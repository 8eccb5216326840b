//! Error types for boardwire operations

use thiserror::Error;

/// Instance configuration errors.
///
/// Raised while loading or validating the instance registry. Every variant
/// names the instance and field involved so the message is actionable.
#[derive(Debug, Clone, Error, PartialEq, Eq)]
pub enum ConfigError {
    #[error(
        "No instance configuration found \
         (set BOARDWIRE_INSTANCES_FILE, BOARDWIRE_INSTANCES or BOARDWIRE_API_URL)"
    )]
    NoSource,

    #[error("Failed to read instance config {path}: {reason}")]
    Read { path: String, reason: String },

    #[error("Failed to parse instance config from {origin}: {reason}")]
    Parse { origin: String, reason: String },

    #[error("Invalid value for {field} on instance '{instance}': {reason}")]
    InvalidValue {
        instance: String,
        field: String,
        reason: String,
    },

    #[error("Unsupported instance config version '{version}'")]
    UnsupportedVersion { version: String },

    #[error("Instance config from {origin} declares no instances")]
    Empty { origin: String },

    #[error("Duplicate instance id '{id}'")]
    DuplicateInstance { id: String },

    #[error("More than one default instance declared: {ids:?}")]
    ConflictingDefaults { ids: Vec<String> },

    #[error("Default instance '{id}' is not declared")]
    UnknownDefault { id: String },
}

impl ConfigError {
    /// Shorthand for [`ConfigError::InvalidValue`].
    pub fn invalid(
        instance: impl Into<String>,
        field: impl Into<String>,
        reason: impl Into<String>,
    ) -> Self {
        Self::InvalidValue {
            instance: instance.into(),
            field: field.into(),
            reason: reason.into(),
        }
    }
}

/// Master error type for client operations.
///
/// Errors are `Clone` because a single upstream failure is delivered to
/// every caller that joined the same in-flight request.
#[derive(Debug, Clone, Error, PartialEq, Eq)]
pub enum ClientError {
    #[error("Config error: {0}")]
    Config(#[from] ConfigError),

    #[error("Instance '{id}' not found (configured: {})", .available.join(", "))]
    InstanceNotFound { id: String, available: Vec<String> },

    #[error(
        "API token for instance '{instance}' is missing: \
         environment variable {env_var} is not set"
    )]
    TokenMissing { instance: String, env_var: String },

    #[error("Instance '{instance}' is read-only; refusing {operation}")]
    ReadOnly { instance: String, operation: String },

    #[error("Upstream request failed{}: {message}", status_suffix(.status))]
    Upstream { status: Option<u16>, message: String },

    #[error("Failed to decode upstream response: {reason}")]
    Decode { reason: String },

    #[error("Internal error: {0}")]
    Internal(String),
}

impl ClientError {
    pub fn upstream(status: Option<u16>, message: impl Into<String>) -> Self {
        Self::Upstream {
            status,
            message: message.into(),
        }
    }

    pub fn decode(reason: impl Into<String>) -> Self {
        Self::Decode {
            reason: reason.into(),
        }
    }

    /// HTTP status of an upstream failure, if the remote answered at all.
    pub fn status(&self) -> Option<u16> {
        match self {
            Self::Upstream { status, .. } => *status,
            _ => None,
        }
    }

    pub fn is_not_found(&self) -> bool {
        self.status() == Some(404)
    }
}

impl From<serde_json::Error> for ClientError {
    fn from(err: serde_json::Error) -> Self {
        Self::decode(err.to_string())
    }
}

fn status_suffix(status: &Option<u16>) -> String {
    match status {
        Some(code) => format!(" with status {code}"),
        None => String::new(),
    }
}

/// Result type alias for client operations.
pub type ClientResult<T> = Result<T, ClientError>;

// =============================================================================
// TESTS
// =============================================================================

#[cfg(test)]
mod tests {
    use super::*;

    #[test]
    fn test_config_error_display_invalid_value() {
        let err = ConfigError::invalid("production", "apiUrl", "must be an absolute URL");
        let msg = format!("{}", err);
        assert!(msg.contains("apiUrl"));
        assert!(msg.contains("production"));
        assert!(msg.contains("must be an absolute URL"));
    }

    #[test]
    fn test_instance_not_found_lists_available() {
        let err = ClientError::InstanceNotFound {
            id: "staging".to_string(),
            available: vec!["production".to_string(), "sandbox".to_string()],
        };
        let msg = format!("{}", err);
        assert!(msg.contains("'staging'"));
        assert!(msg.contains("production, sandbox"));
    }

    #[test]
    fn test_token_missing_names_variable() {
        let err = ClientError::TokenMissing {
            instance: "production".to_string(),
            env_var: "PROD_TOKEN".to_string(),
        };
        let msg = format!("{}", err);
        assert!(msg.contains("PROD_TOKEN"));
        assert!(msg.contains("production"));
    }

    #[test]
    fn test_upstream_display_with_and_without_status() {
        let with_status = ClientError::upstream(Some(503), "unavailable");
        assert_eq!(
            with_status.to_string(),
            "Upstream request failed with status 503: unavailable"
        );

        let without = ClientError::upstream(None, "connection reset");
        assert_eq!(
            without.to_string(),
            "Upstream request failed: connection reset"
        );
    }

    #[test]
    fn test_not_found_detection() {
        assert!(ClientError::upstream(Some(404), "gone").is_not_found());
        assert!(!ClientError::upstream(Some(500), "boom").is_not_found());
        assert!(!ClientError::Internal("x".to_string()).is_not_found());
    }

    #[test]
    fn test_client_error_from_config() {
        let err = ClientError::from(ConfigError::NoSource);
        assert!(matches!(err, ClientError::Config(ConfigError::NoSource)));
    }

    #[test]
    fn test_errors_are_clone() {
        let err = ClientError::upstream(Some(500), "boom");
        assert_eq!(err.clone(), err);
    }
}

...

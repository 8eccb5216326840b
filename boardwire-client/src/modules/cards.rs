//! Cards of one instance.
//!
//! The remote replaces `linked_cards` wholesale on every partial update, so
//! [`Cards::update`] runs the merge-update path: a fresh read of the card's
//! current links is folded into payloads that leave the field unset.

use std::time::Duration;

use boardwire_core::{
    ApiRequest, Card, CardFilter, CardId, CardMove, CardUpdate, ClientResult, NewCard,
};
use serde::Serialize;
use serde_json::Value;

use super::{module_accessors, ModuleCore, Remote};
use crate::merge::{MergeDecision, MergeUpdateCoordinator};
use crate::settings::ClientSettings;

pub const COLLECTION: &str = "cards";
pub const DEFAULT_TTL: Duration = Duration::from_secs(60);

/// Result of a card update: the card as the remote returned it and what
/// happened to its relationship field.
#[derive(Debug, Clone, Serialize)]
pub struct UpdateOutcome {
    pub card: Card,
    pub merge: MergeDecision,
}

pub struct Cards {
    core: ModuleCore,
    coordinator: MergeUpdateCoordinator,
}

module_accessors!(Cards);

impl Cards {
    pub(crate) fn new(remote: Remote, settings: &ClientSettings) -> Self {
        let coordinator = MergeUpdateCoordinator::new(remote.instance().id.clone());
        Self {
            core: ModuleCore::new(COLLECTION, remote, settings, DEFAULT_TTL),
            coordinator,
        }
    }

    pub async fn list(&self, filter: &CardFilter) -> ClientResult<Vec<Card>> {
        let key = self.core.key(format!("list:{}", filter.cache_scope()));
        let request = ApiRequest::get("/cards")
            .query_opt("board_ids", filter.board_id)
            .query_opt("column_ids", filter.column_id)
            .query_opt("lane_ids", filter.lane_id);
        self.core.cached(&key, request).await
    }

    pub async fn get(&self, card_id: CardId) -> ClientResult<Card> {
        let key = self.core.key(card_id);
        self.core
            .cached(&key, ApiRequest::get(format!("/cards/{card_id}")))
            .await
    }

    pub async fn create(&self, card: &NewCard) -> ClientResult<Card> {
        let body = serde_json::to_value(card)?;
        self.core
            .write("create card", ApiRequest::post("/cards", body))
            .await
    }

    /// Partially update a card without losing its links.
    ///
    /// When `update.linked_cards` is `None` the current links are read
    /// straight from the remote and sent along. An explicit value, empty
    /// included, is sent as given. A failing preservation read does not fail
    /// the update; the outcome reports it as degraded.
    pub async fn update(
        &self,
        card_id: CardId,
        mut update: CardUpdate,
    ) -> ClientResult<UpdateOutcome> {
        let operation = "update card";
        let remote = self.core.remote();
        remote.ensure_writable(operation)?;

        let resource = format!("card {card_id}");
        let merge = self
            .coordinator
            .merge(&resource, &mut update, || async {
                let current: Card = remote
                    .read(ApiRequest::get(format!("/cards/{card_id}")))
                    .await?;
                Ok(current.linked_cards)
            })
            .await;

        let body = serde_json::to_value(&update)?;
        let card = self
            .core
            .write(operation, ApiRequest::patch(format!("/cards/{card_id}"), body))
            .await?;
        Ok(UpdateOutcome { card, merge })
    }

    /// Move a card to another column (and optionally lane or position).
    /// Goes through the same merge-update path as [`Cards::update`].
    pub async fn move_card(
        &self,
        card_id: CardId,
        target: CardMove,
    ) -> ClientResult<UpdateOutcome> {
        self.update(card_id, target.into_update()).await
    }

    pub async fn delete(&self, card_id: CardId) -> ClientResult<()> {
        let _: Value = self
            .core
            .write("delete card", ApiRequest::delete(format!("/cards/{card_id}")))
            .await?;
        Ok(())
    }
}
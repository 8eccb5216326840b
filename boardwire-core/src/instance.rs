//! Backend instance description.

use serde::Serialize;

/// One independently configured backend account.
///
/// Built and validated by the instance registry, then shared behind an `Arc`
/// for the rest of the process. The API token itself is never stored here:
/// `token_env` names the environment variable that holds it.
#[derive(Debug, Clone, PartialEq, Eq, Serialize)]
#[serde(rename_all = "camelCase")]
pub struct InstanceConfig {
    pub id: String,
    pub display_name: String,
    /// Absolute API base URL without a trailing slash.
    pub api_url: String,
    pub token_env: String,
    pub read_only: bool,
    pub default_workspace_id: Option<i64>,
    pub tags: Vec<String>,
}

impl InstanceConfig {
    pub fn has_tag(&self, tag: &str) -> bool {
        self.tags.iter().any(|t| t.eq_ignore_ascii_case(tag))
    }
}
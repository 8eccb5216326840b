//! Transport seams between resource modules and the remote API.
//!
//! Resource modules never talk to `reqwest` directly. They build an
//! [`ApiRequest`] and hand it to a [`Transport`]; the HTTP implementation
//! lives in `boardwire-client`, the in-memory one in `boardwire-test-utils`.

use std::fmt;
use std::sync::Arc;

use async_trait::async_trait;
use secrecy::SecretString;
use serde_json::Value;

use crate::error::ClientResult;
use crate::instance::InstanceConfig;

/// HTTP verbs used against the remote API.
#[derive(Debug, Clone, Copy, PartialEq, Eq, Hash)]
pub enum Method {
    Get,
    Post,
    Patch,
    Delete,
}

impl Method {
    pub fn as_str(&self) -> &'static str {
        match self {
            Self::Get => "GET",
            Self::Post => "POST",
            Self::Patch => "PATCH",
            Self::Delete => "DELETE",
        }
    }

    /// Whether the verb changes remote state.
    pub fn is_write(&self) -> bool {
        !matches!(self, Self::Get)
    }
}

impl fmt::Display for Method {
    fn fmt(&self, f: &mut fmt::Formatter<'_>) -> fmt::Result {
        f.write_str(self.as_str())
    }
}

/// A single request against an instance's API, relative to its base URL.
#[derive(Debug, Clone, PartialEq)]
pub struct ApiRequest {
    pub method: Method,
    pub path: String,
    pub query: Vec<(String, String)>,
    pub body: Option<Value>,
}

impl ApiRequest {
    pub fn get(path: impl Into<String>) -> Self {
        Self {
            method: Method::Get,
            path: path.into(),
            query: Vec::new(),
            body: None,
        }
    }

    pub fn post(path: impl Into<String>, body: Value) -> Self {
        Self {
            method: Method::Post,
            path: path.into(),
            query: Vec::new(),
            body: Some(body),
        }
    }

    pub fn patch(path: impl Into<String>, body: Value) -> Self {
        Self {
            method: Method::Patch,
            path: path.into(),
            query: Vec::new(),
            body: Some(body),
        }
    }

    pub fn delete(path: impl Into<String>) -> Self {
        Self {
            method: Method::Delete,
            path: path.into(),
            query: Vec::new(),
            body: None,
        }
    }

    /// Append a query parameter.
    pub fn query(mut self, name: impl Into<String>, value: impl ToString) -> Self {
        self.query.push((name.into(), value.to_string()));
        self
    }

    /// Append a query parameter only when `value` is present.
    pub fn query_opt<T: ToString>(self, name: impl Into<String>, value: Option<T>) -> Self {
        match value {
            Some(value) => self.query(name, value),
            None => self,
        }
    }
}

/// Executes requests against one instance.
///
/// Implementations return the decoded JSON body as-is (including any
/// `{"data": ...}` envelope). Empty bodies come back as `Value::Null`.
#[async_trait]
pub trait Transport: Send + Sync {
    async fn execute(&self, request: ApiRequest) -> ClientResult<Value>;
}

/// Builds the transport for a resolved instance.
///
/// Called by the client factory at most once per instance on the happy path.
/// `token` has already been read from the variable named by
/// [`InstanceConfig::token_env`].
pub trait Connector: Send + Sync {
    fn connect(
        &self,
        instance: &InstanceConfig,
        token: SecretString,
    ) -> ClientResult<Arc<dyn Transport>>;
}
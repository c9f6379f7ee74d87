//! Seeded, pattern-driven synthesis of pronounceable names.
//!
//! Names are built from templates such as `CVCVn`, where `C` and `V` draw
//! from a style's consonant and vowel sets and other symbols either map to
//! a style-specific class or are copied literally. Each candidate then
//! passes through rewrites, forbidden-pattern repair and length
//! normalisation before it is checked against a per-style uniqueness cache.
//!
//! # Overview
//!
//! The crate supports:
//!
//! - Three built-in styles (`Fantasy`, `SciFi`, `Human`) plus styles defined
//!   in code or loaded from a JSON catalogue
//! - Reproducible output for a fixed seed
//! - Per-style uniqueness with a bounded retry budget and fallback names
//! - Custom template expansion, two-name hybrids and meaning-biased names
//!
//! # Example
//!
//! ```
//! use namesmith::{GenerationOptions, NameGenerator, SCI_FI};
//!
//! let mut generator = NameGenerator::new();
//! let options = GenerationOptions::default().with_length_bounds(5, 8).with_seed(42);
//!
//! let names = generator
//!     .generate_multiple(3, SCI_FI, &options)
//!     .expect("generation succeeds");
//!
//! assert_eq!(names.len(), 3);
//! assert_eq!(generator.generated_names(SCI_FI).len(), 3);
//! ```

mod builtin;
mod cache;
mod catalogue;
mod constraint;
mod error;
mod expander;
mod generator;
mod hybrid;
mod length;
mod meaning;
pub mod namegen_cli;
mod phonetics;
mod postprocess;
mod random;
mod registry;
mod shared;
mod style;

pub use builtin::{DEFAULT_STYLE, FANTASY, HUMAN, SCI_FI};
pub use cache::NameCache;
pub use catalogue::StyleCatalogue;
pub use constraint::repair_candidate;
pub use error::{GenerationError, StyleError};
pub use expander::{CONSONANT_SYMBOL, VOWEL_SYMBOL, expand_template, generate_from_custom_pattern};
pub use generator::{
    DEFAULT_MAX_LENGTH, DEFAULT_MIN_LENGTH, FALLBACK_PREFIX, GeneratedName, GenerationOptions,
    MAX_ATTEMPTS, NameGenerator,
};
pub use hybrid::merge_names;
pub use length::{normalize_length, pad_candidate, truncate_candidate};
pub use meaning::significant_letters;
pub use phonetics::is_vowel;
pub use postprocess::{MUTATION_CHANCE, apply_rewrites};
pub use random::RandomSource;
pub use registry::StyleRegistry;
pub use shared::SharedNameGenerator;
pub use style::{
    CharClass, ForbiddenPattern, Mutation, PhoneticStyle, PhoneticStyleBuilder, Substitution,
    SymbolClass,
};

Prompt >>
Your answer should consist of the lines above that hold the word "COLLECTION".

Solution below >>
pub const COLLECTION: &str = "cards";
            core: ModuleCore::new(COLLECTION, remote, settings, DEFAULT_TTL),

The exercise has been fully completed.